A entrada da extrema-direita no parlamento sueco, obtida por um partido que começou por atrair neo-nazis e anti-semitas, é uma boa ocasião para a esquerda pensar um bocadinho. Porque, nos últimos anos, o Sverigedemokraterna conquistou eleitores comuns, sem fanatismo e densidade ideológica. Que se terá passado, pois?
A resposta parece estar na problemática da imigração. Uma oposição radical às políticas que permitem a entrada de imigrantes desqualificados gera, no contexto de um longo ciclo de ameaças e restrições económicas, popularidade positiva – naturalmente. Isto, como fenómeno sociológico, é inevitável. Explica-se com o recurso a manuais básicos de antropologia. Qual deve ser a resposta?
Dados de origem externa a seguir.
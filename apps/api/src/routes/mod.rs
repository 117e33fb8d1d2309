pub mod health;

use axum::{
    routing::{get, post},
    Router,
};

use crate::screening::handlers;
use crate::state::AppState;

pub fn build_router(state: AppState) -> Router {
    Router::new()
        .route("/health", get(health::health_handler))
        .route("/api/v1/fields", get(handlers::handle_fields))
        .route("/api/v1/analyze", post(handlers::handle_analyze))
        .route(
            "/api/v1/analyze/upload",
            post(handlers::handle_analyze_upload),
        )
        .route("/api/v1/score", post(handlers::handle_score))
        .route("/api/v1/recommend", post(handlers::handle_recommend))
        .route("/api/v1/model", get(handlers::handle_model_info))
        .route("/api/v1/model/train", post(handlers::handle_train))
        .with_state(state)
}
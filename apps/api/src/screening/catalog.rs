//! Requirement Catalog — per-field weighted requirement sets.
//!
//! Declaration order is load-bearing: every downstream output (met/missing
//! lists, field recommendations, skills analysis) reports in the order
//! requirements and fields are declared here.

use serde::{Deserialize, Serialize};

/// A named, weighted skill or keyword a field expects to see in a résumé.
///
/// `weight` must be in (0, 1]. Weights within a set need not sum to 1;
/// coverage computation normalizes over the set's total weight.
#[derive(Debug, Clone, Serialize, Deserialize, PartialEq)]
pub struct Requirement {
    pub name: String,
    pub weight: f64,
    pub synonyms: Vec<String>,
}

impl Requirement {
    fn new(name: &str, weight: f64, synonyms: &[&str]) -> Self {
        Self {
            name: name.to_string(),
            weight,
            synonyms: synonyms.iter().map(|s| s.to_string()).collect(),
        }
    }
}

/// An ordered requirement set for one field.
pub type RequirementSet = Vec<Requirement>;

/// One target job field and the requirements it screens for.
#[derive(Debug, Clone, Serialize, Deserialize)]
pub struct JobField {
    pub name: String,
    pub requirements: RequirementSet,
}

/// The full catalog of known fields. Immutable after construction; shared
/// read-only via `Arc` across all requests.
#[derive(Debug, Clone, Serialize, Deserialize)]
pub struct Catalog {
    fields: Vec<JobField>,
}

impl Catalog {
    pub fn new(fields: Vec<JobField>) -> Self {
        Self { fields }
    }

    /// All fields in declaration order.
    pub fn fields(&self) -> &[JobField] {
        &self.fields
    }

    /// Looks up a field by exact name. `None` means the caller asked for a
    /// field this catalog does not declare.
    pub fn field(&self, name: &str) -> Option<&JobField> {
        self.fields.iter().find(|f| f.name == name)
    }

    pub fn field_names(&self) -> Vec<&str> {
        self.fields.iter().map(|f| f.name.as_str()).collect()
    }

    /// Built-in catalog covering the three screened fields.
    pub fn builtin() -> Self {
        Self::new(vec![
            JobField {
                name: "Software Engineering".to_string(),
                requirements: vec![
                    Requirement::new("Python", 0.9, &["python3"]),
                    Requirement::new("JavaScript", 0.8, &["js", "typescript", "node.js", "nodejs"]),
                    Requirement::new("React", 0.7, &["react.js", "reactjs"]),
                    Requirement::new("AWS", 0.7, &["amazon web services"]),
                    Requirement::new("Docker", 0.6, &["containers", "containerization"]),
                    Requirement::new("SQL", 0.5, &["postgresql", "postgres", "mysql"]),
                    Requirement::new("Git", 0.5, &["github", "gitlab", "version control"]),
                    Requirement::new("Kubernetes", 0.4, &["k8s"]),
                    Requirement::new("REST API", 0.4, &["rest apis", "restful"]),
                    Requirement::new("Testing", 0.3, &["unit testing", "tdd", "integration testing"]),
                ],
            },
            JobField {
                name: "Data Analyst".to_string(),
                requirements: vec![
                    Requirement::new("SQL", 1.0, &["mysql", "postgresql"]),
                    Requirement::new("Python", 0.9, &["pandas", "numpy"]),
                    Requirement::new("Excel", 0.7, &["microsoft excel", "spreadsheets"]),
                    Requirement::new("Tableau", 0.7, &[]),
                    Requirement::new("Statistics", 0.6, &["statistical analysis", "hypothesis testing"]),
                    Requirement::new("Data Analysis", 0.6, &["data analytics"]),
                    Requirement::new("Data Visualization", 0.5, &["dashboards", "dashboarding"]),
                    Requirement::new("Power BI", 0.4, &["powerbi"]),
                ],
            },
            JobField {
                name: "Consultant".to_string(),
                requirements: vec![
                    Requirement::new("Strategy", 0.9, &["strategic planning"]),
                    Requirement::new("Analysis", 0.8, &["analytical", "analytics"]),
                    Requirement::new("Communication", 0.8, &["presentation", "presentations"]),
                    Requirement::new("Leadership", 0.7, &["team leadership"]),
                    Requirement::new("Project Management", 0.6, &["pmp", "project planning"]),
                    Requirement::new("Stakeholder Management", 0.5, &["stakeholders", "stakeholder"]),
                    Requirement::new("Problem Solving", 0.5, &["problem-solving"]),
                    Requirement::new("Market Research", 0.4, &["market analysis"]),
                ],
            },
        ])
    }
}

#[cfg(test)]
mod tests {
    use super::*;

    #[test]
    fn test_builtin_declares_three_fields_in_order() {
        let catalog = Catalog::builtin();
        assert_eq!(
            catalog.field_names(),
            vec!["Software Engineering", "Data Analyst", "Consultant"]
        );
    }

    #[test]
    fn test_field_lookup_is_exact() {
        let catalog = Catalog::builtin();
        assert!(catalog.field("Data Analyst").is_some());
        assert!(catalog.field("data analyst").is_none());
        assert!(catalog.field("Astronaut").is_none());
    }

    #[test]
    fn test_all_weights_in_unit_interval() {
        for field in Catalog::builtin().fields() {
            for req in &field.requirements {
                assert!(
                    req.weight > 0.0 && req.weight <= 1.0,
                    "{}/{} has weight {}",
                    field.name,
                    req.name,
                    req.weight
                );
            }
        }
    }

    #[test]
    fn test_no_duplicate_requirement_names_within_a_field() {
        for field in Catalog::builtin().fields() {
            let mut names: Vec<&str> =
                field.requirements.iter().map(|r| r.name.as_str()).collect();
            names.sort();
            names.dedup();
            assert_eq!(names.len(), field.requirements.len(), "{}", field.name);
        }
    }

    #[test]
    fn test_every_field_has_requirements() {
        for field in Catalog::builtin().fields() {
            assert!(!field.requirements.is_empty(), "{}", field.name);
        }
    }
}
Toda menos aquela que está a passar-se no caso francês com a expulsão de certas comunidades de ciganos, onde se fazem analogias com a Alemanha Nazi e a França de Vichy. Essas comparações – num certo sentido – são mais graves do que o próprio problema, por terem consequências vastas e duradouras. Infectam a discussão com um maniqueísmo que despreza e ofende pessoas que não se reconhecem como racistas, antes como vulgares cidadãos cumpridores da lei ou temerosos pela sua segurança e bens. Serem acusados de que a sua posição não passa de uma monstruosa falha moral é mais uma potencial razão para se barricarem à volta do populismo da extrema-direita. A desmesura do anátema destrói as frágeis vias para o diálogo e a racionalidade civilizacional. A cura da esquerda, pois, aumenta a doença da direita.
Na verdade, Sarkozy, involuntariamente, provocou um teste à saúde política da Europa. Pela resposta de Viviane Reding e Barroso, entre outras individualidade e partidos em diferentes países, podemos constatar da impossibilidade de se imitar qualquer tipo de violência que tenha a menor relação com a patologia suprema do Nazismo. Não se concebe que tal possa ser repetido neste espaço da União Europeia quando meras situações avulsas e ambíguas geram tamanho alvoroço – o que torna a retórica inflamatória ainda mais abominável. Mas existir uma forte e emocionada reacção às decisões do Eliseu, sendo bondosa na sua finalidade, não resolve problema algum. Só a integração económica e cívica dos marginais, de qualquer origem, pode acalmar as populações que estão dispostas a defenderem-se do que consideram – com toda a legitimidade – uma ameaça à sua qualidade de vida e segurança.
Para anular o discurso xenófobo da extrema-direita, a qual imita a estratégia da extrema-esquerda quando esta cresce através da agenda ao centro, a esquerda terá de reaprender a ouvir o povo.